Same as above, fields not referred by the encoder are silently dropped while 
resolving deserializer expressions by name.

h3. Field data type change

When generating deserializer expressions, we allows "sane" implicit coercions 
(e.g. integer to long, and long to double) by inserting {{UpCast}} operators. 
Thus actual field data types in input query plan don't matter either as long as 
there are valid implicit coercions.

h2. Field name and nullability change

{code}
val ds3 = spark.range(10)
ds3.printSchema()
// root
//  |-- id: long (nullable = false)

val ds4 = ds3.filter(_ > 3)
ds4.printSchema()
// root
//  |-- value: long (nullable = true)  4. Name changed from `id` to `value`, and
//                                     5. nullability changed from false to true
{code}

h3. Field name change

Primitive encoders like {{Encoder\[Long\]}} doesn't have a named field, thus 
they always has only a single field with hard-coded name "value". On the other 
hand, when serializing domain objects back to rows, schema of 
{{SerializeFromObject}} is solely determined by the encoder. Thus the original 
name {{id}} becomes {{value}}.

h3. Nullability change

[PR #11880|https://github.com/apache/spark/pull/11880] updated return type of 
{{SparkSession.range}} from {{Dataset\[Long\]}} to 
{{Dataset\[java.lang.Long\]}} due to 
[SI-4388|https://issues.scala-lang.org/browse/SI-4388]. As a consequence, 
although the underlying {{Range}} operator produces non-nullable output, the 
result encoder is nullable since {{java.lang.Long}} is nullable. Thus, we 
observe nullablity change after typed filtering because serializer expression 
is derived from encoder rather than the query plan.


  was:
Filter operations should never change query plan schema. However, Dataset typed 
filter operation does introduce schema change:

{code}
case class A(b: Double, a: String)

val data = Seq(
  "{ 'a': 'foo', 'b': 1, 'c': 'extra' }",
  "{ 'a': 'bar', 'b': 2, 'c': 'extra' }",
  "{ 'a': 'bar', 'c': 'extra' }"
)

val df1 = spark.read.json(sc.parallelize(data))
df1.printSchema()
// root
//  |-- a: string (nullable = true)
//  |-- b: long (nullable = true)
//  |-- c: string (nullable = true)

val ds1 = df1.as[A]
ds1.printSchema()
// root
//  |-- a: string (nullable = true)
//  |-- b: long (nullable = true)
//  |-- c: string (nullable = true)

val ds2 = ds1.filter(_.b > 1)    // <- Here comes the trouble maker
ds2.printSchema()
// root                             <- 1. reordered `a` and `b`, and
//  |-- b: double (nullable = true)    2. dropped `c`, and
//  |-- a: string (nullable = true)    3. up-casted `b` from long to double

val df2 = ds2.toDF()
df2.printSchema()
// root                             <- (Same as above)
//  |-- b: double (nullable = true)
//  |-- a: string (nullable = true)
{code}

This is becase we wraps the actual {{Filter}} operator with a 
{{SerializeFromObject}}/{{DeserializeToObject}} pair.

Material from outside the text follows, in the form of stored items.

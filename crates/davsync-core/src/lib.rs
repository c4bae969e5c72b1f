//! davsync-core: config schema, error type, and the data model shared by the
//! codec, transport, and transfer crates.

pub mod config;
pub mod error;
pub mod types;

pub use error::{DavsyncError, DavsyncResult};
pub use types::{BlockRange, Depth, RemoteItem, SizeRange, TransportCapability};
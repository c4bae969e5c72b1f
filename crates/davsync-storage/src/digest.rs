//! HTTP Digest access authentication (RFC 7616, MD5 and MD5-sess)

use rand::RngCore;

/// Parsed `WWW-Authenticate: Digest ...` challenge.
#[derive(Debug, Clone, PartialEq, Eq)]
pub struct DigestChallenge {
    pub realm: String,
    pub nonce: String,
    pub opaque: Option<String>,
    pub qop: Option<String>,
    pub algorithm: Option<String>,
}

impl DigestChallenge {
    /// Parse a challenge header value. Returns `None` for non-Digest schemes
    /// or when `realm`/`nonce` are missing.
    pub fn parse(header: &str) -> Option<Self> {
        let header = header.trim();
        let (scheme, params) = header.split_once(char::is_whitespace)?;
        if !scheme.eq_ignore_ascii_case("digest") {
            return None;
        }

        let mut realm = None;
        let mut nonce = None;
        let mut opaque = None;
        let mut qop = None;
        let mut algorithm = None;
        for (key, value) in split_params(params) {
            match key.to_ascii_lowercase().as_str() {
                "realm" => realm = Some(value),
                "nonce" => nonce = Some(value),
                "opaque" => opaque = Some(value),
                "qop" => qop = Some(value),
                "algorithm" => algorithm = Some(value),
                _ => {}
            }
        }

        Some(Self {
            realm: realm?,
            nonce: nonce?,
            opaque,
            qop,
            algorithm,
        })
    }

    /// The server offered `qop=auth` (possibly alongside `auth-int`).
    fn offers_auth(&self) -> bool {
        self.qop
            .as_deref()
            .is_some_and(|q| q.split(',').any(|v| v.trim().eq_ignore_ascii_case("auth")))
    }

    fn is_sess(&self) -> bool {
        self.algorithm
            .as_deref()
            .is_some_and(|a| a.eq_ignore_ascii_case("md5-sess"))
    }
}

/// A challenge plus the request counter that must increase per nonce.
#[derive(Debug, Clone)]
pub struct DigestSession {
    challenge: DigestChallenge,
    nonce_count: u32,
}

impl DigestSession {
    pub fn new(challenge: DigestChallenge) -> Self {
        Self {
            challenge,
            nonce_count: 0,
        }
    }

    /// Produce the `Authorization` header for the next request.
    pub fn next_header(&mut self, username: &str, password: &str, method: &str, uri: &str) -> String {
        self.nonce_count += 1;
        let cnonce = random_cnonce();
        authorization(
            &self.challenge,
            username,
            password,
            method,
            uri,
            self.nonce_count,
            &cnonce,
        )
    }
}

fn md5_hex(input: &str) -> String {
    format!("{:x}", md5::compute(input.as_bytes()))
}

fn random_cnonce() -> String {
    let mut bytes = [0u8; 8];
    rand::thread_rng().fill_bytes(&mut bytes);
    bytes.iter().map(|b| format!("{b:02x}")).collect()
}

/// Compute the `Authorization` header value for one request.
pub fn authorization(
    challenge: &DigestChallenge,
    username: &str,
    password: &str,
    method: &str,
    uri: &str,
    nonce_count: u32,
    cnonce: &str,
) -> String {
    let mut ha1 = md5_hex(&format!("{username}:{}:{password}", challenge.realm));
    if challenge.is_sess() {
        ha1 = md5_hex(&format!("{ha1}:{}:{cnonce}", challenge.nonce));
    }
    let ha2 = md5_hex(&format!("{method}:{uri}"));
    let nc = format!("{nonce_count:08x}");

    let qop_auth = challenge.offers_auth();
    let response = if qop_auth {
        md5_hex(&format!("{ha1}:{}:{nc}:{cnonce}:auth:{ha2}", challenge.nonce))
    } else {
        md5_hex(&format!("{ha1}:{}:{ha2}", challenge.nonce))
    };

    let mut header = format!(
        r#"Digest username="{username}", realm="{}", nonce="{}", uri="{uri}", response="{response}""#,
        challenge.realm, challenge.nonce
    );
    if let Some(algorithm) = &challenge.algorithm {
        header.push_str(&format!(", algorithm={algorithm}"));
    }
    if qop_auth {
        header.push_str(&format!(r#", qop=auth, nc={nc}, cnonce="{cnonce}""#));
    }
    if let Some(opaque) = &challenge.opaque {
        header.push_str(&format!(r#", opaque="{opaque}""#));
    }
    header
}

/// Split `k=v, k="v, with comma"` into pairs; quotes are removed.
fn split_params(params: &str) -> Vec<(String, String)> {
    let mut out = Vec::new();
    let mut chars = params.chars().peekable();

    loop {
        while chars.peek().is_some_and(|c| c.is_whitespace() || *c == ',') {
            chars.next();
        }
        let key: String = chars.by_ref().take_while(|c| *c != '=').collect();
        if key.trim().is_empty() {
            break;
        }

        let mut value = String::new();
        if chars.peek() == Some(&'"') {
            chars.next();
            let mut escaped = false;
            for c in chars.by_ref() {
                match (escaped, c) {
                    (false, '\\') => escaped = true,
                    (false, '"') => break,
                    _ => {
                        value.push(c);
                        escaped = false;
                    }
                }
            }
        } else {
            while let Some(c) = chars.peek() {
                if *c == ',' {
                    break;
                }
                value.push(*c);
                chars.next();
            }
        }
        out.push((key.trim().to_string(), value.trim().to_string()));
    }
    out
}
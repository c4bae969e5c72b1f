//! Integration tests for the encrypted stream layout with the production
//! block size: multi-block payloads, size accounting, and tamper detection.

use davsync_core::DavsyncError;
use davsync_crypto::{
    decrypt, encrypt, encrypted_len, CodecParams, BLOCK_SIZE, HEADER_SIZE, TAG_SIZE,
};
use secrecy::SecretString;

fn password() -> SecretString {
    SecretString::from("multi-block-password")
}

fn pattern(len: usize) -> Vec<u8> {
    (0..len as u64)
        .map(|i| (i.wrapping_mul(2_654_435_761) >> 7) as u8)
        .collect()
}

#[test]
fn multi_block_roundtrip_with_default_block_size() {
    let params = CodecParams::with_rounds(100);
    let original = pattern(BLOCK_SIZE + 12_345);

    let encrypted = encrypt(&original, &password(), &params).expect("encrypt");

    let num_blocks = 2;
    assert_eq!(
        encrypted.len(),
        HEADER_SIZE + num_blocks * TAG_SIZE + original.len()
    );
    assert_eq!(encrypted.len(), encrypted_len(original.len(), BLOCK_SIZE));

    let decrypted = decrypt(&encrypted, &password(), &params).expect("decrypt");
    assert_eq!(decrypted.len(), original.len());
    assert_eq!(decrypted, original, "multi-block round-trip must be exact");
}

#[test]
fn tampering_second_block_is_detected() {
    let params = CodecParams::with_rounds(100);
    let original = pattern(BLOCK_SIZE + 100);
    let mut encrypted = encrypt(&original, &password(), &params).unwrap();

    let second_block_start = HEADER_SIZE + BLOCK_SIZE + TAG_SIZE;
    encrypted[second_block_start + 50] ^= 0x80;

    let result = decrypt(&encrypted, &password(), &params);
    assert!(
        matches!(result, Err(DavsyncError::Integrity(_))),
        "tampered second block must fail authentication"
    );
}

#[test]
fn tampering_tag_is_detected() {
    let params = CodecParams::with_rounds(100);
    let mut encrypted = encrypt(b"tag check", &password(), &params).unwrap();
    let last = encrypted.len() - 1;
    encrypted[last] ^= 0x01;

    assert!(decrypt(&encrypted, &password(), &params).is_err());
}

{{DeserializeToObject}} does a bunch of magic tricks here:

# Field order change
#- {{DeserializeToObject}} resolves the encoder deserializer expression by 
**name**. Thus field order in input query plan doesn't matter.
# Field number change
#- Same as above, fields not referred by the encoder are silently dropped while 
resolving deserializer expressions by name.
# Field data type change
#- When generating deserializer expressions, we allows "sane" implicit 
coercions (e.g. integer to long, and long to double) by inserting {{UpCast}} 
operators. Thus actual field data types in input query plan don't matter either 
as long as there are valid implicit coercions.

Actually, even field names may change once [PR 
#13269|https://github.com/apache/spark/pull/13269] gets merged, because it 
introduces case-insensitive encoder resolution.


> Dataset typed filter operation changes query plan schema
> --------------------------------------------------------
>
>                 Key: SPARK-15632
>                 URL: https://issues.apache.org/jira/browse/SPARK-15632
>             Project: Spark
>          Issue Type: Sub-task
>          Components: SQL
>    Affects Versions: 2.0.0
>            Reporter: Cheng Lian
>
> h1. Overview
> Filter operations should never change query plan schema. However, Dataset 
> typed filter operation does introduce schema change in some cases. 
> Furthermore, all the following aspects of the schema may be changed:
> # field order,
> # field number,
> # field data type,
> # field name, and
> # field nullability
> This is mostly because we wrap the actual {{Filter}} operator with a 
> {{SerializeFromObject}}/{{DeserializeToObject}} pair (query plan fragment 
> illustrated as following), which performs a bunch of magic tricks.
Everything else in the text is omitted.